● What you have to do: Whichever lines include the word "directory", copy them as they appear in the data.

● Record extracts:
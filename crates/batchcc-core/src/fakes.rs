//! In-memory fakes (testing only)
//!
//! `StaticFlagProvider` answers flag queries from a fixed table and records
//! every query it receives, so tests do not depend on installed packages.

use std::collections::HashMap;
use std::sync::Mutex;

use async_trait::async_trait;

use crate::error::{ProviderError, ProviderResult};
use crate::provider::{FlagProvider, FlagQuery};

/// Flag provider backed by a `HashMap<package, (cflags, libs)>`.
#[derive(Debug, Default)]
pub struct StaticFlagProvider {
    packages: HashMap<String, (Vec<String>, Vec<String>)>,
    calls: Mutex<Vec<(String, FlagQuery)>>,
}

impl StaticFlagProvider {
    pub fn new() -> Self {
        Self::default()
    }

    /// Register a package with its compile and link flags.
    pub fn with_package(mut self, package: &str, cflags: &[&str], libs: &[&str]) -> Self {
        let owned = |list: &[&str]| list.iter().map(|s| s.to_string()).collect::<Vec<_>>();
        self.packages
            .insert(package.to_string(), (owned(cflags), owned(libs)));
        self
    }

    /// Every `(package, query)` seen so far, in call order.
    pub fn calls(&self) -> Vec<(String, FlagQuery)> {
        self.calls.lock().unwrap().clone()
    }
}

#[async_trait]
impl FlagProvider for StaticFlagProvider {
    async fn query(&self, package: &str, query: FlagQuery) -> ProviderResult<Vec<String>> {
        self.calls
            .lock()
            .unwrap()
            .push((package.to_string(), query));

        let (cflags, libs) =
            self.packages
                .get(package)
                .ok_or_else(|| ProviderError::PackageNotFound {
                    tool: "static".to_string(),
                    package: package.to_string(),
                    stderr: format!("Package {package} was not found"),
                })?;

        Ok(match query {
            FlagQuery::Compile => cflags.clone(),
            FlagQuery::Link => libs.clone(),
        })
    }
}
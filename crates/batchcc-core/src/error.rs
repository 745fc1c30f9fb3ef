//! Error types for batch compilation.
//!
//! Only [`BatchError`] aborts a run. Provider and artifact errors are caught at
//! the file boundary and end up in that file's report row.

use std::path::PathBuf;

/// Run-level errors. Any of these stops the run before or after the pipeline.
#[derive(Debug, thiserror::Error)]
pub enum BatchError {
    #[error("input directory '{}' does not exist", path.display())]
    InputDirMissing { path: PathBuf },

    #[error("input directory '{}' could not be listed: {source}", path.display())]
    InputDirUnreadable {
        path: PathBuf,
        #[source]
        source: std::io::Error,
    },

    #[error("invalid configuration: {0}")]
    InvalidConfig(String),

    #[error("rule table '{}' could not be loaded: {reason}", path.display())]
    RuleTable { path: PathBuf, reason: String },

    #[error("report '{}' could not be written: {reason}", path.display())]
    Report { path: PathBuf, reason: String },

    #[error("compile worker failed: {0}")]
    Worker(String),
}

/// Result type for run-level operations.
pub type BatchResult<T> = std::result::Result<T, BatchError>;

/// Failures of the external flag-query tool. Always recoverable.
#[derive(Debug, Clone, PartialEq, Eq, thiserror::Error)]
pub enum ProviderError {
    #[error("flag-query tool '{tool}' could not be started: {reason}")]
    ToolUnavailable { tool: String, reason: String },

    #[error("{tool} couldn't find {package}: {stderr}")]
    PackageNotFound {
        tool: String,
        package: String,
        stderr: String,
    },
}

/// Result type for flag-query operations.
pub type ProviderResult<T> = std::result::Result<T, ProviderError>;

/// The harness could not file a compile result. Distinct from any compiler outcome.
#[derive(Debug, thiserror::Error)]
pub enum ArtifactError {
    #[error("cannot create directory '{}': {source}", dir.display())]
    CreateDir {
        dir: PathBuf,
        #[source]
        source: std::io::Error,
    },

    #[error("cannot move '{}' to '{}': {source}", from.display(), to.display())]
    Relocate {
        from: PathBuf,
        to: PathBuf,
        #[source]
        source: std::io::Error,
    },

    #[error("cannot copy '{}' to '{}': {source}", from.display(), to.display())]
    Copy {
        from: PathBuf,
        to: PathBuf,
        #[source]
        source: std::io::Error,
    },
}

/// Result type for artifact filing.
pub type ArtifactResult<T> = std::result::Result<T, ArtifactError>;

● Result of the task:
    #[error("input directory '{}' does not exist", path.display())]
    #[error("input directory '{}' could not be listed: {source}", path.display())]
    #[error("cannot create directory '{}': {source}", dir.display())]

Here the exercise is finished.